[Stored data]

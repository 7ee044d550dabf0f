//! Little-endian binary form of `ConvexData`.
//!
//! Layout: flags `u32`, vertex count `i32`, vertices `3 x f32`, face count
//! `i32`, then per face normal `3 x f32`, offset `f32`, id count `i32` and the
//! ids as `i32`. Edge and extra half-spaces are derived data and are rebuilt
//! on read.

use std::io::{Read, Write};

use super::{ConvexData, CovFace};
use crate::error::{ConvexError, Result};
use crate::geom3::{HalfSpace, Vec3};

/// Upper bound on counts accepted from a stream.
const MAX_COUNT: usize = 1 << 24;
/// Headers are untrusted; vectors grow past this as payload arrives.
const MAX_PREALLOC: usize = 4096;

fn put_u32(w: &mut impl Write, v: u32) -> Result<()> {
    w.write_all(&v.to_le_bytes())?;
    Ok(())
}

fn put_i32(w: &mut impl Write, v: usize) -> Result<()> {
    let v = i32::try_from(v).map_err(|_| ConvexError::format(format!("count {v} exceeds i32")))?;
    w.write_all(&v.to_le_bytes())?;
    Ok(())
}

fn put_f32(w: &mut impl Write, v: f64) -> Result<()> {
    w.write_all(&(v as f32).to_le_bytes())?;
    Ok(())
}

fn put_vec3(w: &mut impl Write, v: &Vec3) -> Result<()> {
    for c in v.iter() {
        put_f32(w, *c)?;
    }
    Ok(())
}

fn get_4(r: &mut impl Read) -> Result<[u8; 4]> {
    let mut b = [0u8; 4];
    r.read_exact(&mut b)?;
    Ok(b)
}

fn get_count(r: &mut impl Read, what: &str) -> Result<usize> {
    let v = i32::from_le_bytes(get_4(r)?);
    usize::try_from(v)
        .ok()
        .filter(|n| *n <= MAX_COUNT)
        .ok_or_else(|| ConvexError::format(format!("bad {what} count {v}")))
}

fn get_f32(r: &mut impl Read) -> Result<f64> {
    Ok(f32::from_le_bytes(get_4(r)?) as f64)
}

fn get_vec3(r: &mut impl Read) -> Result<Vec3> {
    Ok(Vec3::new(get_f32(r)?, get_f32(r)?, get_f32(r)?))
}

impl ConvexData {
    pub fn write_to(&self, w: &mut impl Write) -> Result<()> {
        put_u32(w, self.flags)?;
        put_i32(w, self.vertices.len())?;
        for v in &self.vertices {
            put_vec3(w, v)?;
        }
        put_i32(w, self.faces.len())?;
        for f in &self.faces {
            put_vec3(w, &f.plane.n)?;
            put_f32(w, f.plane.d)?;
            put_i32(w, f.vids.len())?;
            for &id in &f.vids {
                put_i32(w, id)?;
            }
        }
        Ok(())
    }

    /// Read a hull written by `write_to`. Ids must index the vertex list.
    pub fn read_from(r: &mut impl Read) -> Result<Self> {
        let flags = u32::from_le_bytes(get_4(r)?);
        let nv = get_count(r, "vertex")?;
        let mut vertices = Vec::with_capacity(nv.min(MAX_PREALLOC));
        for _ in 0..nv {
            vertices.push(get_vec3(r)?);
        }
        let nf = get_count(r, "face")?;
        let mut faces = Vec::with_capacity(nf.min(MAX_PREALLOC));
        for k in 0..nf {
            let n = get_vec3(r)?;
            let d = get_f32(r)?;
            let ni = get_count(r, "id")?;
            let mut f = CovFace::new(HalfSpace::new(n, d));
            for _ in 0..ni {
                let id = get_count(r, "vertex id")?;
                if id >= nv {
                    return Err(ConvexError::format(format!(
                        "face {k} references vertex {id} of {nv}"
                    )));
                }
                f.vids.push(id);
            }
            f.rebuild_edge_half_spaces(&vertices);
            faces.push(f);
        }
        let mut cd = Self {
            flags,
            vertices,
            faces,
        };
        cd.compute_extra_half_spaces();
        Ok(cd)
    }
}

● **TASK STATEMENT**: When you output the entries, keep every word exactly as it stands.

● **EXPECTED ANSWER**:
repository 7ee044d550dabf0f
//! Little-endian binary form of `ConvexData`.
//!
//! Layout: flags `u32`, vertex count `i32`, vertices `3 x f32`, face count
//! `i32`, then per face normal `3 x f32`, offset `f32`, id count `i32` and the
//! ids as `i32`. Edge and extra half-spaces are derived data and are rebuilt
//! on read.

use std::io::{Read, Write};

use super::{ConvexData, CovFace};
use crate::error::{ConvexError, Result};
use crate::geom3::{HalfSpace, Vec3};

/// Upper bound on counts accepted from a stream.
const MAX_COUNT: usize = 1 << 24;
/// Headers are untrusted; vectors grow past this as payload arrives.
const MAX_PREALLOC: usize = 4096;

fn put_u32(w: &mut impl Write, v: u32) -> Result<()> {
    w.write_all(&v.to_le_bytes())?;
    Ok(())
}

fn put_i32(w: &mut impl Write, v: usize) -> Result<()> {
    let v = i32::try_from(v).map_err(|_| ConvexError::format(format!("count {v} exceeds i32")))?;
    w.write_all(&v.to_le_bytes())?;
    Ok(())
}

fn put_f32(w: &mut impl Write, v: f64) -> Result<()> {
    w.write_all(&(v as f32).to_le_bytes())?;
    Ok(())
}

fn put_vec3(w: &mut impl Write, v: &Vec3) -> Result<()> {
    for c in v.iter() {
        put_f32(w, *c)?;
    }
    Ok(())
}

fn get_4(r: &mut impl Read) -> Result<[u8; 4]> {
    let mut b = [0u8; 4];
    r.read_exact(&mut b)?;
    Ok(b)
}

fn get_count(r: &mut impl Read, what: &str) -> Result<usize> {
    let v = i32::from_le_bytes(get_4(r)?);
    usize::try_from(v)
        .ok()
        .filter(|n| *n <= MAX_COUNT)
        .ok_or_else(|| ConvexError::format(format!("bad {what} count {v}")))
}

fn get_f32(r: &mut impl Read) -> Result<f64> {
    Ok(f32::from_le_bytes(get_4(r)?) as f64)
}

fn get_vec3(r: &mut impl Read) -> Result<Vec3> {
    Ok(Vec3::new(get_f32(r)?, get_f32(r)?, get_f32(r)?))
}

impl ConvexData {
    pub fn write_to(&self, w: &mut impl Write) -> Result<()> {
        put_u32(w, self.flags)?;
        put_i32(w, self.vertices.len())?;
        for v in &self.vertices {
            put_vec3(w, v)?;
        }
        put_i32(w, self.faces.len())?;
        for f in &self.faces {
            put_vec3(w, &f.plane.n)?;
            put_f32(w, f.plane.d)?;
            put_i32(w, f.vids.len())?;
            for &id in &f.vids {
                put_i32(w, id)?;
            }
        }
        Ok(())
    }

    /// Read a hull written by `write_to`. Ids must index the vertex list.
    pub fn read_from(r: &mut impl Read) -> Result<Self> {
        let flags = u32::from_le_bytes(get_4(r)?);
        let nv = get_count(r, "vertex")?;
        let mut vertices = Vec::with_capacity(nv.min(MAX_PREALLOC));
        for _ in 0..nv {
            vertices.push(get_vec3(r)?);
        }
        let nf = get_count(r, "face")?;
        let mut faces = Vec::with_capacity(nf.min(MAX_PREALLOC));
        for k in 0..nf {
            let n = get_vec3(r)?;
            let d = get_f32(r)?;
            let ni = get_count(r, "id")?;
            let mut f = CovFace::new(HalfSpace::new(n, d));
            for _ in 0..ni {
                let id = get_count(r, "vertex id")?;
                if id >= nv {
                    return Err(ConvexError::format(format!(
                        "face {k} references vertex {id} of {nv}"
                    )));
                }
                f.vids.push(id);
            }
            f.rebuild_edge_half_spaces(&vertices);
            faces.push(f);
        }
        let mut cd = Self {
            flags,
            vertices,
            faces,
        };
        cd.compute_extra_half_spaces();
        Ok(cd)
    }
}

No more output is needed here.